2 killed in Sask. military plane crash
Regina Leader-Post and Global News
Published: Thursday, October 09, 2008
MOOSE JAW, Sask. - The pilot and passenger aboard a Snowbird died Thursday after the military aerobatics jet crashed near a Saskatchewan air force base.

Col. Paul Keddy, commander of 15 Wing Moose Jaw, confirmed the deaths of the two, both Canadian Forces personnel, at a news conference. He did not release their names because their families are still being contacted.

"It is with deep sadness that I announce to you that we have lost two great Canadians here at 15 Wing Moose Jaw - outstanding members of the Canadian Forces due to a tragic accident," he said.


A CT-114 Tutor aircraft - like the Snowbird jet shown here - crashed Thursday near 15 Wing Moose Jaw while involved in a 'training mission,' the Air Force said in a statement.

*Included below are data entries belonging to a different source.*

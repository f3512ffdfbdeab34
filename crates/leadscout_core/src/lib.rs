//! Leadscout core: domain types, search URL building, message contract and
//! the pure poller state machine.
mod effect;
mod msg;
mod protocol;
mod search;
mod state;
mod task;
mod update;

pub use effect::Effect;
pub use msg::Msg;
pub use protocol::{Ack, AckStatus, Request, Response, StatusSnapshot};
pub use search::{
    build_search_url, recruiter_titles_for, search_filters, OrganizationFilter,
    ORGANIZATION_DOMAIN_PARAM, ORGANIZATION_NAME_PARAM, PEOPLE_ROUTE, PERSON_TITLE_PARAM,
};
pub use state::{
    PollerSettings, PollerState, RunState, DEFAULT_POLL_INTERVAL, DEFAULT_STALE_TASK_CYCLES,
};
pub use task::{
    is_plausible_email, Contact, Department, JobId, ResultStatus, SearchMode, Task, TaskResult,
};
pub use update::update;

The pilot and a passenger were killed.
Master Cpl. Robert Bottrill/Canadian Forces
.. 

Email to a friend

Printer friendly
Font:****"I'm extremely proud of the men and women of 15 Wing at this time. We've had a tragic afternoon."

Capt. Genevieve Mitchell, the base's public relations officer, said a CT-114 Tutor jet crashed about two kilometres northwest of the Wing perimeter at around 12:30 p.m.

Mitchell said the Tutor was on a training mission at the time of the crash. It was photographing three other aircraft flying in formation, and had been airborne for between 45 minutes and an hour when it crashed.

Prime Minister Stephen Harper, campaigning in Winnipeg, extended his sympathies to the grieving families.

"I learned not too long ago the death of two Snowbird pilots in a training accident, I gather. I've met most of the members of the Snowbird team, so this is quite upsetting for all of us," he said.

"I just want to convey my sincere condolences to their colleagues and their family, and this should remind us all of the great dangers our men and women in uniform do accept."

New Democrat leader Jack Layton also expressed condolences from the campaign trail.

"The people of Saskatchewan are proud of the air force at 15 Wing," Layton said in a media release. "On behalf of New Democrats across Canada, I extend my sincere condolences to the families and friends of the men lost today. I know the air force family at CFB Moose Jaw and all across Canada will feel this loss with acute pain."

15 Wing is home to the Snowbirds, Canada's national air demonstration team, who are currently performing in San Francisco. The team, due back at 15 Wing in a few days, will not be recalled to Canada early.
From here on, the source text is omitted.